NSA, FBI scramble as post 9/11 Patriot Act surveillance authorization set to expire

[The Guardian] With about 45 days remaining before a major post-9/11 surveillance authorization expires, representatives of the National Security Agency and the FBI are taking to Capitol Hill to convince legislators to preserve their sweeping spy powers.

That effort effectively re-inaugurates a surveillance debate in Congress that has spent much of 2015 behind closed doors. Within days, congressional sources tell the Guardian, the premiere NSA reform bill of the last Congress, known as the USA Freedom Act, is set for reintroduction – and this time, some former supporters fear the latest version of the bill will squander an opportunity for even broader surveillance reform.

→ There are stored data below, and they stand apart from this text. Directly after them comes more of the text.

// Copyright 2023-Present Datadog, Inc. https://www.datadoghq.com/
// SPDX-License-Identifier: Apache-2.0

use std::env;
use std::time::Duration;

use crate::constants::{DEFAULT_QUEUE_SIZE, DEFAULT_REMOTE_MAX_IN_FLIGHT};
use crate::errors::ConfigError;
use crate::remote::{parse_node_list, RemoteNode};
use crate::selector::SelectorKind;

const DEFAULT_LOG_LEVEL: &str = "info";
const DEFAULT_FLUSH_INTERVAL_SECS: u64 = 3;
const DEFAULT_REMOTE_PORT: u16 = 11800;
const DEFAULT_SELF_ADDRESS: &str = "127.0.0.1:11800";
const DEFAULT_REMOTE_TIMEOUT_MS: u64 = 2000;

#[derive(Debug, Clone, PartialEq, Eq)]
pub struct Config {
    pub log_level: String,
    /// slots in every worker's input queue
    pub worker_queue_size: usize,
    /// how often persistence buffers are flushed, in seconds
    pub persistence_flush_interval_secs: u64,
    /// port the remote receiver listens on
    pub remote_port: u16,
    /// address other collectors reach this one at, as listed in `cluster_nodes`
    pub self_address: String,
    pub cluster_nodes: Vec<RemoteNode>,
    /// timeout for each remote send, in milliseconds
    pub remote_timeout_ms: u64,
    /// remote sends each remote worker keeps pending before dropping records
    pub remote_max_in_flight: usize,
    pub remote_selector: SelectorKind,
}

impl Config {
    pub fn new() -> Result<Config, ConfigError> {
        let log_level =
            env::var("APM_LOG_LEVEL").unwrap_or_else(|_| DEFAULT_LOG_LEVEL.to_string());

        let worker_queue_size: usize = env::var("APM_WORKER_QUEUE_SIZE")
            .ok()
            .and_then(|size| size.parse::<usize>().ok())
            .filter(|size| *size > 0)
            .unwrap_or(DEFAULT_QUEUE_SIZE);
        let persistence_flush_interval_secs: u64 = env::var("APM_PERSISTENCE_FLUSH_INTERVAL_SECS")
            .ok()
            .and_then(|secs| secs.parse::<u64>().ok())
            .filter(|secs| *secs > 0)
            .unwrap_or(DEFAULT_FLUSH_INTERVAL_SECS);
        let remote_port: u16 = env::var("APM_REMOTE_PORT")
            .ok()
            .and_then(|port| port.parse::<u16>().ok())
            .unwrap_or(DEFAULT_REMOTE_PORT);
        let remote_timeout_ms: u64 = env::var("APM_REMOTE_TIMEOUT_MS")
            .ok()
            .and_then(|ms| ms.parse::<u64>().ok())
            .unwrap_or(DEFAULT_REMOTE_TIMEOUT_MS);
        let remote_max_in_flight: usize = env::var("APM_REMOTE_MAX_IN_FLIGHT")
            .ok()
            .and_then(|max| max.parse::<usize>().ok())
            .filter(|max| *max > 0)
            .unwrap_or(DEFAULT_REMOTE_MAX_IN_FLIGHT);

        let self_address =
            env::var("APM_SELF_ADDRESS").unwrap_or_else(|_| DEFAULT_SELF_ADDRESS.to_string());
        if parse_node_list(&self_address)?.len() != 1 {
            return Err(ConfigError::InvalidValue {
                name: "APM_SELF_ADDRESS",
                value: self_address,
            });
        }

        // the cluster is just this collector unless told otherwise
        let cluster_nodes = match env::var("APM_CLUSTER_NODES") {
            Ok(nodes) if !nodes.trim().is_empty() => parse_node_list(&nodes)?,
            _ => vec![RemoteNode::new(self_address.clone())],
        };

        let remote_selector = match env::var("APM_REMOTE_SELECTOR") {
            Ok(selector) => selector.parse::<SelectorKind>()?,
            Err(_) => SelectorKind::default(),
        };

        Ok(Config {
            log_level,
            worker_queue_size,
            persistence_flush_interval_secs,
            remote_port,
            self_address,
            cluster_nodes,
            remote_timeout_ms,
            remote_max_in_flight,
            remote_selector,
        })
    }

    #[must_use]
    pub fn flush_interval(&self) -> Duration {
        Duration::from_secs(self.persistence_flush_interval_secs)
    }

    #[must_use]
    pub fn remote_timeout(&self) -> Duration {
        Duration::from_millis(self.remote_timeout_ms)
    }
}
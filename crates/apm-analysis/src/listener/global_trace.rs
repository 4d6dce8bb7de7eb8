// Copyright 2023-Present Datadog, Inc. https://www.datadoghq.com/
// SPDX-License-Identifier: Apache-2.0

use super::{start_all, Point, SegmentContext, SpanDecorator, SpanListener, UniqueId};
use crate::constants::GLOBAL_TRACE_GRAPH_ID;
use crate::errors::ListenerError;
use crate::graph::GraphRegistry;
use crate::record::GlobalTrace;

/// Correlates a segment with every global trace it belongs to.
#[derive(Debug, Default)]
pub struct GlobalTraceSpanListener {
    time_bucket: i64,
    segment_id: String,
    global_trace_ids: Vec<String>,
}

impl SpanListener for GlobalTraceSpanListener {
    fn points(&self) -> &'static [Point] {
        &[Point::First, Point::GlobalTraceIds]
    }

    fn parse_first(
        &mut self,
        span: &SpanDecorator,
        _segment: &SegmentContext,
    ) -> Result<(), ListenerError> {
        self.time_bucket = span.minute_time_bucket();
        Ok(())
    }

    fn parse_global_trace_id(
        &mut self,
        id: &UniqueId,
        segment: &SegmentContext,
    ) -> Result<(), ListenerError> {
        let global_trace_id = id.to_trace_id().ok_or_else(|| {
            ListenerError::Malformed(format!(
                "empty global trace id in segment {}",
                segment.segment_id
            ))
        })?;
        if self.segment_id.is_empty() {
            self.segment_id.clone_from(&segment.segment_id);
        }
        self.global_trace_ids.push(global_trace_id);
        Ok(())
    }

    fn build(self: Box<Self>, graphs: &GraphRegistry) {
        let Self {
            time_bucket,
            segment_id,
            global_trace_ids,
        } = *self;
        let records = global_trace_ids
            .iter()
            .map(|global_trace_id| GlobalTrace::new(&segment_id, global_trace_id, time_bucket))
            .collect();
        start_all(graphs, GLOBAL_TRACE_GRAPH_ID, records);
    }
}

Republican leaders of the House intelligence committee arranged for NSA and FBI representatives to hold secret briefings for members of Congress on Tuesday and Wednesday. Staff did not name the officials addressing legislators.

The classified briefings come amid an unsettled surveillance debate in Congress that rushes up against an unforgiving deadline. On 1 June, Section 215 of the Patriot Act, which permits US law enforcement and surveillance agencies to collect business records, expires.

Section 215 is the authority claimed by the NSA since 2006 for its ongoing daily bulk collection of US phone records revealed by the Guardian in 2013 thanks to leaks from whistleblower Edward Snowden. While the Obama administration and US intelligence agencies last year supported divesting the NSA of its domestic phone metadata collection, a bill to do so failed in November.

But the FBI and its supporters fear that the expiration of Section 215 will cut deeper than the loss of bulk collection. The FBI is warning that it will lose access to investigative leads for domestic terrorism and espionage, such as credit card information, hotel records and more, outside normal warrant or subpoena channels.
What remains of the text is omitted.